The University of Iowa University of Iowa

Witching Hour: Finding Honey in the Rock: A Workshop of Obsession @ RADinc. 10/21/2017

“Finding Honey in the Rock” was a workshop experience designed to guide participants through the preoccupations that continuously surface within their creative writing.

Photo VIA: Witching Hour

Led by a Lambda Literary Award winner, Danez Smith, attendees were asked to begin by sharing their names, favorite drive-thru restaurant, and current “obsession” with everyone at the event.

In case you didn’t know, I’m Zach: Chicago born, Portillo’s is the only drive-thru I can champion.

But, obsession…?
What am I captivated by?
I was brought back to this question again and again…

Others in the room stated grief, isolation, finding the right words for their photography, and charting the evolution of their body.

For me, it’s perception: the process of arriving at an impression.

How do I see things? Why do I tend to notice certain things and not others? What creates a shift in the way I perceive? When do I struggle to allow those shifts to occur?

Formalities out of the way, Smith primed us to delve deeper into our own themes by opening the workshop with free association.

The first category was general: write as many words related to our topic as possible.

Photo VIA: Zach Harris

My list was long, but several items jump out in retrospect: judgment, uncertainty, assumption, roots, understanding, and misunderstanding. Some of these influence the first impressions I receive. Others arise as a consequence of that first impression.

Next, we had to connect five living things to our theme.

Mine were parents, family, strangers, neighbors, and peers. General categories rather than specific names.

Our third list focused on places. I wrote Beverly, my childhood neighborhood in Chicago, Northbrook, where I finished high school, and Iowa City, the home of my current situation.

Afterwards, I chose two colors: black and white. Perceptions present themselves as much less complicated than they actually are.

Our associations ended with a piece of art. I selected Invisible Man by Ralph Ellison.
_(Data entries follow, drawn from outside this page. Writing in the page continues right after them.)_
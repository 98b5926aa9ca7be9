//! Recent-message cache for a group channel.
//!
//! This module provides a bounded cache of recently received messages with:
//! - FIFO eviction by insertion order (not by access)
//! - O(1) point lookup from any thread
//! - A disabled mode (capacity 0) in which every read misses
//!
//! Point reads go straight to the concurrent map. The insertion order lives
//! in a deque behind a short mutex held only by writers and range reads.

use dashmap::DashMap;
use huddle_types::{ChannelId, Direction, MessageId, MessageModel, UserId};
use std::collections::VecDeque;
use std::sync::{Arc, Mutex, MutexGuard, PoisonError};

/// Author summary copied from the inbound payload.
#[derive(Debug, Clone, PartialEq, Eq)]
pub struct MessageAuthor {
    /// Author identity.
    pub id: UserId,
    /// Author name at send time.
    pub username: String,
}

/// A message as held by the cache or returned by a remote fetch.
#[derive(Debug, Clone, PartialEq, Eq)]
pub struct Message {
    /// Message identity.
    pub id: MessageId,
    /// Channel the message belongs to.
    pub channel_id: ChannelId,
    /// Author.
    pub author: MessageAuthor,
    /// Content payload. Opaque to the cache.
    pub content: String,
    /// Creation time, unix millis.
    pub timestamp: u64,
    /// Text-to-speech flag.
    pub tts: bool,
    /// Pinned flag.
    pub pinned: bool,
}

impl Message {
    /// Build a message from a decoded payload.
    pub fn from_model(model: &MessageModel) -> Self {
        Self {
            id: model.id,
            channel_id: model.channel_id,
            author: MessageAuthor {
                id: model.author.id,
                username: model.author.username.clone(),
            },
            content: model.content.clone(),
            timestamp: model.timestamp,
            tts: model.tts,
            pinned: model.pinned,
        }
    }
}

impl From<MessageModel> for Message {
    fn from(model: MessageModel) -> Self {
        Self::from_model(&model)
    }
}

/// Slots reserved up front. Larger caches grow on demand.
const MAX_PREALLOCATED: usize = 1024;

/// Capacity-bounded FIFO message cache.
///
/// Messages flow through the cache in this order:
/// 1. `add()` - insert at the newest position
/// 2. older entries are evicted once `capacity` is exceeded
/// 3. `remove()` - drop an entry early (delete events)
#[derive(Debug)]
pub struct MessageCache {
    /// Maximum number of cached messages. Zero disables the cache.
    capacity: usize,
    /// Cached messages by id.
    messages: DashMap<MessageId, Arc<Message>>,
    /// Ids in insertion order, oldest at the front.
    order: Mutex<VecDeque<MessageId>>,
}

impl MessageCache {
    /// Create a cache holding at most `capacity` messages.
    pub fn new(capacity: usize) -> Self {
        let reserved = capacity.min(MAX_PREALLOCATED);
        Self {
            capacity,
            messages: DashMap::with_capacity(reserved + reserved.div_ceil(20)),
            order: Mutex::new(VecDeque::with_capacity(reserved)),
        }
    }

    /// Create a cache that never holds anything.
    pub fn disabled() -> Self {
        Self::new(0)
    }

    /// Whether caching is enabled.
    pub fn is_enabled(&self) -> bool {
        self.capacity > 0
    }

    /// Configured capacity.
    pub fn capacity(&self) -> usize {
        self.capacity
    }

    /// Number of cached messages.
    pub fn len(&self) -> usize {
        self.messages.len()
    }

    /// True if nothing is cached.
    pub fn is_empty(&self) -> bool {
        self.messages.is_empty()
    }

    /// Look up a cached message.
    pub fn get(&self, id: MessageId) -> Option<Arc<Message>> {
        self.messages.get(&id).map(|entry| Arc::clone(entry.value()))
    }

    /// Insert a message at the newest position, evicting the oldest entries
    /// past capacity.
    ///
    /// Re-adding a cached id is a no-op; the first copy keeps its position.
    pub fn add(&self, message: Arc<Message>) {
        if !self.is_enabled() {
            return;
        }

        let mut order = self.order();
        let id = message.id;
        if self.messages.contains_key(&id) {
            return;
        }
        self.messages.insert(id, message);
        order.push_back(id);

        while order.len() > self.capacity {
            if let Some(evicted) = order.pop_front() {
                self.messages.remove(&evicted);
                tracing::trace!(message_id = %evicted, "evicted cached message");
            }
        }
    }

    /// Remove a message, returning it if it was cached.
    pub fn remove(&self, id: MessageId) -> Option<Arc<Message>> {
        if !self.is_enabled() {
            return None;
        }

        let mut order = self.order();
        let removed = self.messages.remove(&id).map(|(_, message)| message);
        if removed.is_some() {
            if let Some(position) = order.iter().position(|cached| *cached == id) {
                order.remove(position);
            }
        }
        removed
    }

    /// All cached messages, oldest first.
    pub fn messages(&self) -> Vec<Arc<Message>> {
        let order = self.order();
        order.iter().filter_map(|id| self.get(*id)).collect()
    }

    /// Up to `limit` cached messages relative to `from`.
    ///
    /// - no `from`: the newest messages, newest first
    /// - `Before`: ids below `from`, newest first
    /// - `After`: ids above `from`, oldest first
    /// - `Around`: never served from cache (empty)
    ///
    /// Order follows insertion order, which matches id order as long as
    /// messages arrive in the order they were created.
    pub fn get_many(
        &self,
        from: Option<MessageId>,
        direction: Direction,
        limit: usize,
    ) -> Vec<Arc<Message>> {
        if limit == 0 || !self.is_enabled() {
            return Vec::new();
        }

        let order = self.order();
        let ids: Box<dyn Iterator<Item = &MessageId> + '_> = match (from, direction) {
            (_, Direction::Around) => return Vec::new(),
            (None, Direction::After) => Box::new(order.iter()),
            (None, Direction::Before) => Box::new(order.iter().rev()),
            (Some(from), Direction::Before) => {
                Box::new(order.iter().rev().filter(move |id| **id < from))
            }
            (Some(from), Direction::After) => {
                Box::new(order.iter().filter(move |id| **id > from))
            }
        };

        ids.filter_map(|id| self.get(*id)).take(limit).collect()
    }

    /// Drop every cached message.
    pub fn clear(&self) {
        let mut order = self.order();
        order.clear();
        self.messages.clear();
    }

    fn order(&self) -> MutexGuard<'_, VecDeque<MessageId>> {
        // The deque is always left consistent, so a poisoned lock is usable.
        self.order.lock().unwrap_or_else(PoisonError::into_inner)
    }
}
This brilliant work offers a profound contemplation of the ways that perception can alter human agency.

Next, Smith had us explore three pieces of work from another poet, Shira Erlichman.

Photo VIA: Air Serenbe

A little background first.

Erlichman’s poems blossomed out of her own ongoing confrontations with mental illness. In fact, this battle propelled her to create an entire anthology, Odes to Lithium, concerning the topic.
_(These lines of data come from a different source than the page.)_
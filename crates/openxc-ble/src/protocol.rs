use uuid::Uuid;

/// Primary GATT service exposed by OpenXC BLE vehicle interfaces.
pub const OPENXC_SERVICE_UUID: Uuid = Uuid::from_u128(0x6800d38b_423d_4bdb_ba05_c9276d8453e1);
/// Characteristic the central writes outbound fragments to.
pub const OPENXC_WRITE_CHAR_UUID: Uuid = Uuid::from_u128(0x6800d38b_5262_11e5_885d_feff819cdce2);
/// Characteristic the peripheral notifies inbound fragments on.
pub const OPENXC_NOTIFY_CHAR_UUID: Uuid = Uuid::from_u128(0x6800d38b_5262_11e5_885d_feff819cdce3);

/// Largest payload a single characteristic write may carry on this link.
pub const MAX_FRAGMENT_LEN: usize = 20;
/// Default capacity of the outbound queue, in bytes.
pub const DEFAULT_OUTBOUND_CAPACITY: usize = 1024;
/// Advertised name prefix carried by OpenXC vehicle interfaces.
pub const DEVICE_NAME_PREFIX: &str = "OpenXC";

/// GATT characteristic roles used by the transport.
#[derive(Debug, Clone, Copy, PartialEq, Eq, Hash)]
pub enum Characteristic {
    Write,
    Notify,
}

impl Characteristic {
    pub fn uuid(self) -> Uuid {
        match self {
            Characteristic::Write => OPENXC_WRITE_CHAR_UUID,
            Characteristic::Notify => OPENXC_NOTIFY_CHAR_UUID,
        }
    }
}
By taking note of the powerful displays of diction, voice, and mood found throughout Erlichman’s poems, workshop participants were helped along in putting their own fixations down into words. Smith focused this process by encouraging us all to write three original poems during the workshop’s final fifteen minutes.

Our first piece had to be built from the free associations written down earlier in the session. The second composition had to come from an abandonment of all those previously related subjects. Make it new!

What we wrote during the last five minutes could incorporate elements from both of our two new original works. It was a challenge given the time crunch, yet extremely thrilling at the same time.

Overall, “Finding Honey in the Rock” was an amazing experience. I came in with only a notebook but left with an appreciation for two new poets, several strategies for unearthing creative material within myself, and a few new creative writing pieces to revise over the coming weeks.

Thank you so much, Danez Smith!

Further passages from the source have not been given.